21.My understanding would then be that once a witness is declared hostile his evidence becomes almost worthless and is of no value to either the prosecution or the defence. The act of recanting before the court the evidence given to the police only goes to show that the witness is unreliable. In such a situation, this court is called upon to look elsewhere in search for the truth.
22.PW1 testified that on 25.04.2020, as she had gone to pour dirty mopping water, she heard the complainant crying that ‘acha kunikunja vile unanikunja’ and so she raised alarm and that PW2 joined her and they heard the complainant moan like people do when having sex. They went to call the sub area who told them to go and listen out for it again and call him. They did not hear it again and they went to sub-area the following day. This evidence was corroborated by PW1, PW5 and PW6. PW3 who examined the complainant testified and further produced a P3 form as Exhibit 1. It was his evidence that: “on physical examination, the minor had no injuries except for anal region. That the anal skin had a scar formation; the injuries had stayed for long.He had lacerations that were tender and fresh faecal matter was coming from the rectum. The muscle had been compromised hence it was free flowing.’’ He thus formed the view that the complainant had been sodomized and that the same had been happening for a long time.
23.PW2 together with other three ladies joined PW1 after she raised alarm on the night of 25.04.2020. They banged on the door of the appellant where he used to live with the complainant and he opened the door after he finished. They asked him what he was doing and he told them to stop asking the complainant what his father did to him and he said it was not the first time that the appellant was doing it and that the complainant said he needed help. PW2 went to the chief and told him who took action.
24.The evidence of the complainant cannot be considered in isolation.
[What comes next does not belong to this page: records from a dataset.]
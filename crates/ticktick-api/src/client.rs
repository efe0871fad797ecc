//! HTTP client wrapper for the TickTick web API.

use std::fmt;

use reqwest::header::{HeaderMap, HeaderValue, CONTENT_TYPE, COOKIE, SET_COOKIE};
use serde::{de::DeserializeOwned, Deserialize, Serialize};
use tracing::debug;

use crate::error::{ApiError, Error, Result};
use crate::models::{BatchRequest, BatchResponse, MainResponse, Project};

/// Base URL for the TickTick web API v2.
pub const BASE_URL: &str = "https://api.ticktick.com/api/v2";

/// Device descriptor the web API requires on every request.
const X_DEVICE: &str = r#"{"platform":"web","os":"macOS 10.15.7","device":"Chrome 121.0.0.0","name":"","version":5070,"id":"65bcdf6491ea1a2e7db71fbe","channel":"website","campaign":"","websocket":""}"#;

/// Client for interacting with the TickTick API.
///
/// Authentication is cookie based: [`TickTickClient::login`] returns the
/// session cookie, which is persisted by [`crate::session::SessionStore`] and
/// handed back to [`TickTickClient::new`] on later runs.
#[derive(Clone)]
pub struct TickTickClient {
    cookie: String,
    http_client: reqwest::Client,
    base_url: String,
}

/// Login failure body returned by `/user/signon`.
#[derive(Debug, Deserialize)]
#[serde(rename_all = "camelCase")]
struct LoginErrorBody {
    #[serde(default)]
    error_id: String,
    #[serde(default)]
    error_code: String,
    #[serde(default)]
    error_message: String,
    #[serde(default)]
    data: Option<LoginErrorData>,
}

#[derive(Debug, Deserialize)]
#[serde(rename_all = "camelCase")]
struct LoginErrorData {
    #[serde(default)]
    remainder_times: Option<i64>,
}

#[derive(Serialize)]
struct LoginBody<'a> {
    username: &'a str,
    password: &'a str,
}

impl TickTickClient {
    /// Creates a new client that sends the given session cookie.
    pub fn new(cookie: impl Into<String>) -> Result<Self> {
        Self::with_base_url(cookie, BASE_URL)
    }

    /// Creates a new client against a custom base URL (used by tests and
    /// self-hosted proxies).
    pub fn with_base_url(cookie: impl Into<String>, base_url: impl Into<String>) -> Result<Self> {
        let mut headers = HeaderMap::new();
        headers.insert(CONTENT_TYPE, HeaderValue::from_static("application/json"));
        headers.insert("x-device", HeaderValue::from_static(X_DEVICE));

        let http_client = reqwest::Client::builder()
            .default_headers(headers)
            .build()?;

        Ok(Self {
            cookie: cookie.into(),
            http_client,
            base_url: base_url.into().trim_end_matches('/').to_string(),
        })
    }

    /// Returns the session cookie.
    pub fn cookie(&self) -> &str {
        &self.cookie
    }

    /// Returns the base URL.
    pub fn base_url(&self) -> &str {
        &self.base_url
    }

    /// Fetches the full account state: inbox id, open tasks, lists and filters.
    ///
    /// # Errors
    ///
    /// Returns [`Error::MissingInboxId`] if the response has no string inbox id.
    pub async fn get_snapshot(&self) -> Result<MainResponse> {
        let response: MainResponse = self.get("/batch/check/0").await?;
        if response.inbox_id().is_none() {
            return Err(Error::MissingInboxId);
        }
        debug!(
            tasks = response.sync_task_bean.update.len(),
            projects = response.project_profiles.len(),
            filters = response.filters.len(),
            "fetched snapshot"
        );
        Ok(response)
    }

    /// Sends a batch of add/update/delete operations.
    ///
    /// Per-task failures are reported in [`BatchResponse::id2error`], not as an `Err`.
    pub async fn batch_tasks(&self, request: &BatchRequest) -> Result<BatchResponse> {
        debug!(
            add = request.add.len(),
            update = request.update.len(),
            delete = request.delete.len(),
            "sending task batch"
        );
        self.post("/batch/task", request).await
    }

    /// Lists every project of the account.
    pub async fn list_projects(&self) -> Result<Vec<Project>> {
        self.get("/projects").await
    }

    /// Signs in with email and password and returns the session cookie.
    ///
    /// Only the `name=value` part of every `Set-Cookie` header is kept.
    pub async fn login(&self, username: &str, password: &str) -> Result<String> {
        let url = format!("{}/user/signon?wc=true&remember=true", self.base_url);
        let response = self
            .http_client
            .post(&url)
            .json(&LoginBody { username, password })
            .send()
            .await?;

        if !response.status().is_success() {
            return Err(parse_login_error(response).await);
        }

        let cookie = response
            .headers()
            .get_all(SET_COOKIE)
            .iter()
            .filter_map(|value| value.to_str().ok())
            .filter_map(|value| value.split(';').next())
            .map(str::trim)
            .filter(|pair| !pair.is_empty())
            .collect::<Vec<_>>()
            .join("; ");

        if cookie.is_empty() {
            return Err(ApiError::Auth {
                message: "login succeeded but no session cookie was returned".to_string(),
            }
            .into());
        }
        Ok(cookie)
    }

    /// Performs a GET request to the given endpoint.
    pub async fn get<T: DeserializeOwned>(&self, endpoint: &str) -> Result<T> {
        let url = format!("{}{}", self.base_url, endpoint);

        let response = self
            .http_client
            .get(&url)
            .header(COOKIE, &self.cookie)
            .send()
            .await?;

        self.handle_response(response).await
    }

    /// Performs a POST request to the given endpoint with a JSON body.
    pub async fn post<T: DeserializeOwned, B: Serialize>(&self, endpoint: &str, body: &B) -> Result<T> {
        let url = format!("{}{}", self.base_url, endpoint);

        let response = self
            .http_client
            .post(&url)
            .header(COOKIE, &self.cookie)
            .json(body)
            .send()
            .await?;

        self.handle_response(response).await
    }

    /// Handles the HTTP response, converting it to our error types.
    async fn handle_response<T: DeserializeOwned>(&self, response: reqwest::Response) -> Result<T> {
        if response.status().is_success() {
            let body = response.text().await?;
            return Ok(serde_json::from_str(&body)?);
        }

        Err(parse_error_response(response).await)
    }
}

/// Parses an error response into our error types.
async fn parse_error_response(response: reqwest::Response) -> Error {
    let status = response.status();
    let status_code = status.as_u16();

    let retry_after = response
        .headers()
        .get("retry-after")
        .and_then(|v| v.to_str().ok())
        .and_then(|v| v.parse::<u64>().ok());

    let message = response.text().await.unwrap_or_default();

    let api_error = match status_code {
        401 | 403 => ApiError::Auth {
            message: if message.is_empty() {
                "Session expired, please log in again".to_string()
            } else {
                message
            },
        },
        404 => ApiError::NotFound {
            resource: "resource".to_string(),
        },
        429 => ApiError::RateLimit { retry_after },
        400 => ApiError::Validation {
            message: if message.is_empty() {
                "Bad request".to_string()
            } else {
                message
            },
        },
        _ => ApiError::Http {
            status: status_code,
            message: if message.is_empty() {
                status.canonical_reason().unwrap_or("Unknown error").to_string()
            } else {
                message
            },
        },
    };

    Error::Api(api_error)
}

/// Turns a failed sign-on into an [`ApiError::Auth`] with the service's code and message.
async fn parse_login_error(response: reqwest::Response) -> Error {
    let status = response.status().as_u16();
    let body = response.text().await.unwrap_or_default();

    match serde_json::from_str::<LoginErrorBody>(&body) {
        Ok(err) => {
            let mut message = format!(
                "Login failed! Code: {}, Message: {}, ID: {}",
                err.error_code, err.error_message, err.error_id
            );
            if let Some(remaining) = err.data.and_then(|d| d.remainder_times) {
                message.push_str(&format!(" (remaining attempts: {remaining})"));
            }
            ApiError::Auth { message }.into()
        }
        Err(_) => ApiError::Http {
            status,
            message: body,
        }
        .into(),
    }
}

impl fmt::Debug for TickTickClient {
    fn fmt(&self, f: &mut fmt::Formatter<'_>) -> fmt::Result {
        f.debug_struct("TickTickClient")
            .field("cookie", &"[REDACTED]")
            .field("base_url", &self.base_url)
            .finish()
    }
}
Although he recorded his statement and his evidence is thus of little probative value, it is important to consider it alongside that other witnesses in order to determine whether the prosecution proved the case against the appellant.
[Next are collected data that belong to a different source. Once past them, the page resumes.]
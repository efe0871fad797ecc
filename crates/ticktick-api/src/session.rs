//! Session cookie persistence.
//!
//! The cookie obtained at login is stored as plain text in `~/.ticktick_data`.
//! Set `TICKTICK_SESSION` to use another path.

use std::env;
use std::fs;
use std::io;
use std::path::{Path, PathBuf};

use directories::BaseDirs;
use thiserror::Error;

/// Default session filename, relative to the home directory.
const SESSION_FILENAME: &str = ".ticktick_data";

/// Environment variable overriding the session file path.
pub const SESSION_ENV: &str = "TICKTICK_SESSION";

/// Errors that can occur while reading or writing the session file.
#[derive(Debug, Error)]
pub enum SessionError {
    /// No home directory could be determined.
    #[error("unable to determine the home directory")]
    NoHomeDir,

    /// I/O error during file read.
    #[error("failed to read session file '{path}': {source}")]
    Read {
        path: PathBuf,
        #[source]
        source: io::Error,
    },

    /// I/O error during file write.
    #[error("failed to write session file '{path}': {source}")]
    Write {
        path: PathBuf,
        #[source]
        source: io::Error,
    },

    /// I/O error during file delete.
    #[error("failed to delete session file '{path}': {source}")]
    Delete {
        path: PathBuf,
        #[source]
        source: io::Error,
    },
}

/// Result type for session operations.
pub type SessionResult<T> = std::result::Result<T, SessionError>;

/// Reads and writes the session cookie.
#[derive(Debug, Clone)]
pub struct SessionStore {
    path: PathBuf,
}

impl SessionStore {
    /// Creates a store at the default location (or `$TICKTICK_SESSION`).
    pub fn new() -> SessionResult<Self> {
        if let Ok(path) = env::var(SESSION_ENV) {
            return Ok(Self::with_path(path));
        }
        let home = BaseDirs::new().ok_or(SessionError::NoHomeDir)?;
        Ok(Self::with_path(home.home_dir().join(SESSION_FILENAME)))
    }

    /// Creates a store at a custom path.
    pub fn with_path(path: impl Into<PathBuf>) -> Self {
        Self { path: path.into() }
    }

    /// Returns the session file path.
    pub fn path(&self) -> &Path {
        &self.path
    }

    /// Loads the cookie. A missing or blank file means "not logged in".
    pub fn load(&self) -> SessionResult<Option<String>> {
        match fs::read_to_string(&self.path) {
            Ok(contents) => {
                let cookie = contents.trim();
                Ok((!cookie.is_empty()).then(|| cookie.to_string()))
            }
            Err(e) if e.kind() == io::ErrorKind::NotFound => Ok(None),
            Err(source) => Err(SessionError::Read {
                path: self.path.clone(),
                source,
            }),
        }
    }

    /// Saves the cookie, replacing any previous session.
    pub fn save(&self, cookie: &str) -> SessionResult<()> {
        fs::write(&self.path, cookie).map_err(|source| SessionError::Write {
            path: self.path.clone(),
            source,
        })
    }

    /// Removes the session file. Succeeds if there was none.
    pub fn clear(&self) -> SessionResult<()> {
        match fs::remove_file(&self.path) {
            Ok(()) => Ok(()),
            Err(e) if e.kind() == io::ErrorKind::NotFound => Ok(()),
            Err(source) => Err(SessionError::Delete {
                path: self.path.clone(),
                source,
            }),
        }
    }
}
//! Data types for the TickTick web API.
//!
//! Field names follow the service's camelCase JSON; unknown fields are
//! ignored so that new server-side attributes never break a sync.

mod batch;
mod project;
mod task;

pub use batch::*;
pub use project::*;
pub use task::*;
25.I have considered the appellant’s case as purportedly supported by the evidence of the complainant and find the same unbelievable. The appellant and the complainant were engaged in unlawful sexual relationship. The complainant was coached in an attempt to save the appellant since sex is an activity that ordinarily takes place in secluded areas and in the absence of prying eyes. In the case at hand, the evidence that was adduced established that the complainant and the appellant who were living in the same house had sex on the diverse dates. The trial magistrate was therefore correct in finding that the appellant had defiled the complainant.
26.The complainant identified the appellant to be his father in that, he confirmed that he had been living with him prior to him going to live with his aunt. In the same breadth, the other prosecution witnesses (PW1 and PW2), identified the accused since he was well known to them. On the other hand, the appellant never denied that the complainant was his son and as such, the legal requirement was met.
27.In view of the foregoing, the conviction of the appellant was proper given that the ingredients forming the offence of defilement were proved.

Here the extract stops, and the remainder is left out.